ONGOING NEOTECTONIC ACTIVITY EXPRESSED AS FAULTS AND SLUMPS IN LAKE FLOOR SEDIMENTS: TIMISKIMING GRABEN, WESTERN QUEBEC SEISMIC ZONE, CANADA


DAURIO, Louise, Department of Geology, University of Toronto at Scarborough, 1265 Military Trail, Scarborough, ON M1C1A4, Canada, DOUGHTY, Mike, Department of Physical and Environmental Sciences, University of Toronto Scarborough, Toronto, ON M1C 1A4, Canada and EYLES, Nick, Physical and Environmental Sciences, University of Toronto Scarborough, 1265 Military Trail, Scarborough, ON M1C 1A4, Canada, 05daurio@utsc.utoronto.ca

The Timiskaming Graben straddles the Ontario/Quebec border and lies within a belt of heightened seismic activity within the Western Quebec Seismic Zone.

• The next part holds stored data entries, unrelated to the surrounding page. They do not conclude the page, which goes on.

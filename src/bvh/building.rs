use std::array;

use bon::bon;
use index_vec::IndexVec;
use itertools::Itertools as _;
use ordered_float::OrderedFloat;

use crate::geometry::{WorldBox, WorldPoint};

use super::{AlignedNode, Bvh, BvhError, Node, NodeIdx, NodeRef, PrimIdx};

/// Anything the builder can put in a leaf.
pub trait Bounded {
    fn bounds(&self) -> WorldBox;

    fn centroid(&self) -> WorldPoint {
        self.bounds().center()
    }
}

#[derive(Clone, Debug, PartialEq, Eq)]
pub struct BvhBuildSettings {
    max_leaf_size: usize,
}

#[bon]
impl BvhBuildSettings {
    #[builder]
    pub fn new(#[builder(default = 4)] max_leaf_size: usize) -> Result<Self, BvhError> {
        if max_leaf_size == 0 {
            return Err(BvhError::EmptyLeaf);
        }
        let max = NodeRef::MAX_LEAF_SIZE as usize;
        if max_leaf_size > max {
            return Err(BvhError::LeafTooLarge {
                size: max_leaf_size,
                max,
            });
        }
        Ok(BvhBuildSettings { max_leaf_size })
    }
}

impl BvhBuildSettings {
    pub fn max_leaf_size(&self) -> usize {
        self.max_leaf_size
    }
}

impl Default for BvhBuildSettings {
    fn default() -> Self {
        BvhBuildSettings { max_leaf_size: 4 }
    }
}

impl<const N: usize> Bvh<N> {
    /// Builds a hierarchy over `items` using equal count splits along the longest centroid axis.
    ///
    /// Reorders `items` so that every leaf references a contiguous range of it;
    /// leaf [`PrimIdx`] values are positions in the reordered slice.
    pub fn build<T: Bounded>(items: &mut [T], settings: &BvhBuildSettings) -> Result<Self, BvhError> {
        if !(2..=super::MAX_WIDTH).contains(&N) {
            return Err(BvhError::UnsupportedWidth(N));
        }
        if items.len() > NodeRef::MAX_INDEX as usize {
            return Err(BvhError::TooManyPrimitives(items.len()));
        }
        if items.is_empty() {
            return Ok(Bvh::empty());
        }

        let mut builder = Builder::<N> {
            nodes: IndexVec::new(),
            max_leaf_size: settings.max_leaf_size,
        };
        let root = builder.build_recursive(items, 0)?;

        Bvh::from_nodes(builder.nodes, root, items.len())
    }
}

struct Builder<const N: usize> {
    nodes: IndexVec<NodeIdx, Node<N>>,
    max_leaf_size: usize,
}

impl<const N: usize> Builder<N> {
    /// `offset` is the position of `items[0]` in the whole primitive array.
    fn build_recursive<T: Bounded>(
        &mut self,
        items: &mut [T],
        offset: usize,
    ) -> Result<NodeRef, BvhError> {
        if items.len() <= self.max_leaf_size {
            Ok(NodeRef::new_leaf(
                PrimIdx::from_usize(offset),
                items.len() as u32,
            ))
        } else {
            self.build_inner_node(items, offset)
        }
    }

    fn build_inner_node<T: Bounded>(
        &mut self,
        items: &mut [T],
        offset: usize,
    ) -> Result<NodeRef, BvhError> {
        sort_along_longest_axis(items);
        let split_indices = split_items::<N>(items.len());

        // Create placeholder node that will be overwriten later
        let node_index = self.nodes.push(Node::Aligned(AlignedNode::empty()));

        let mut children = Vec::with_capacity(N);
        for (&start, &end) in split_indices.iter().tuple_windows() {
            if start == end {
                continue;
            }
            let part = &mut items[start..end];
            let Some(bounds) = part.iter().map(Bounded::bounds).reduce(|a, b| a.merge(&b)) else {
                continue;
            };
            let child = self.build_recursive(part, offset + start)?;
            children.push((child, bounds.round_out()));
        }

        // Replace the placeholder with an actual inner node
        self.nodes[node_index] = Node::Aligned(AlignedNode::new(&children)?);

        Ok(NodeRef::new_inner(node_index))
    }
}

fn sort_along_longest_axis<T: Bounded>(items: &mut [T]) {
    let centroids = items.iter().map(Bounded::centroid).collect_vec();
    let Some(centroid_bounds) = WorldBox::from_points(centroids.iter()) else {
        return;
    };
    let axis = centroid_bounds.longest_axis();
    items.sort_by_cached_key(|item| OrderedFloat(item.centroid()[axis]));
}

/// Returns indices in the item array where the children should be split.
/// Array is one larger than N, first item is always 0, last item is always `len`.
fn split_items<const N: usize>(len: usize) -> Vec<usize> {
    array::from_fn::<usize, N, _>(|i| i * len / N)
        .into_iter()
        .chain([len])
        .collect()
}

#[cfg(test)]
mod tests {
    use super::*;
    use crate::bvh::NodeKind;
    use assert2::{assert, let_assert};
    use test_case::test_case;

    #[derive(Clone, Debug)]
    struct Point(WorldPoint);

    impl Bounded for Point {
        fn bounds(&self) -> WorldBox {
            WorldBox::new(self.0, self.0)
        }
    }

    fn points(count: usize) -> Vec<Point> {
        (0..count)
            .map(|i| Point(WorldPoint::new((i * 7 % 13) as f32, (i % 5) as f32, (i / 3) as f32)))
            .collect()
    }

    /// Walks the hierarchy and returns the primitive indices covered by leaves, checking
    /// that every child box contains its primitives.
    fn collect_leaves<const N: usize>(bvh: &Bvh<N>, items: &[Point]) -> Vec<usize> {
        let mut out = Vec::new();
        let mut stack = vec![(bvh.root(), None::<WorldBox>)];
        while let Some((node, bounds)) = stack.pop() {
            match node.kind() {
                NodeKind::Inner(index) => {
                    let node = bvh.node(index);
                    for slot in 0..node.child_count() {
                        stack.push((node.children()[slot], Some(node.child_bounds(slot, 0.0))));
                    }
                }
                NodeKind::Leaf(range) => {
                    for prim in range.iter() {
                        if let Some(b) = &bounds {
                            assert!(b.contains(&items[prim.index()].0));
                        }
                        out.push(prim.index());
                    }
                }
                NodeKind::Empty | NodeKind::Invalid => {}
            }
        }
        out.sort();
        out
    }

    #[test_case(1 ; "single")]
    #[test_case(4 ; "one_leaf")]
    #[test_case(5 ; "just_over_leaf")]
    #[test_case(100 ; "many")]
    #[test_case(1000 ; "lots")]
    fn covers_every_item_once(count: usize) {
        let mut items = points(count);
        let bvh = Bvh::<4>::build(&mut items, &BvhBuildSettings::default()).unwrap();
        assert!(collect_leaves(&bvh, &items) == (0..count).collect::<Vec<_>>());
        assert!(bvh.primitive_count() == count);
    }

    #[test]
    fn wide_nodes_are_shallow() {
        let mut items = points(1000);
        let bvh = Bvh::<8>::build(&mut items, &BvhBuildSettings::default()).unwrap();
        assert!(bvh.depth() <= 4);
        assert!(collect_leaves(&bvh, &items).len() == 1000);
    }

    #[test]
    fn empty_input() {
        let bvh = Bvh::<4>::build::<Point>(&mut [], &BvhBuildSettings::default()).unwrap();
        assert!(bvh.root().is_empty());
    }

    #[test]
    fn small_input_is_a_leaf() {
        let mut items = points(3);
        let bvh = Bvh::<4>::build(&mut items, &BvhBuildSettings::default()).unwrap();
        let_assert!(NodeKind::Leaf(range) = bvh.root().kind());
        assert!(range.len() == 3);
        assert!(bvh.depth() == 0);
    }

    #[test]
    fn settings_validation() {
        assert!(BvhBuildSettings::builder().build().unwrap().max_leaf_size() == 4);
        assert!(BvhBuildSettings::builder().max_leaf_size(0).build() == Err(BvhError::EmptyLeaf));
        assert!(
            BvhBuildSettings::builder().max_leaf_size(16).build()
                == Err(BvhError::LeafTooLarge { size: 16, max: 15 })
        );
    }

    #[test]
    fn split_indices() {
        assert!(split_items::<4>(10) == vec![0, 2, 5, 7, 10]);
        assert!(split_items::<4>(2) == vec![0, 0, 1, 1, 2]);
    }
}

The graben is a conspicuous 50 km wide morphotectonic depression partly filled by Lake Timiskaming (100 km long, 209 m max depth) and intersects the Grenville Front Tectonic Zone (a major crustal boundary) near Lake Kipawa (65km long, 98m max depth). These lakes are postglacial successors to glacial Lake Barlow which drained about 8000 years ago leaving an extensive clay plain. High resolution seismic sub-bottom data reveals that both late-glacial Barlow and Holocene sediments are extensively deformed by neotectonic horst and graben structures in Lake Timiskaming and by earthquake-triggered slump structures in Lake Kipawa. Graben subbasins in Timiskaming are identified recording ongoing postglacial subsidence between parallel bounding faults, one of which is expressed offshore as a scarp and can be mapped onshore as a 20 km-long, 10m high scarp that offsets the surrounding clay plain. Thirty-six slumps identified from the floor of Lake Kipawa reveal a clear relationship with the epicenter of the 1935 Timiskiming Earthquake (M6.2). The floors of these Lakes indicate ongoing neotectonic activity on a scale not recognized anywhere else across intracratonic North America. Data confirm the Timiskaming Graben as an intraplate ‘weak zone’ that may contain a long Late Cenozoic sediment record suitable for deep drilling.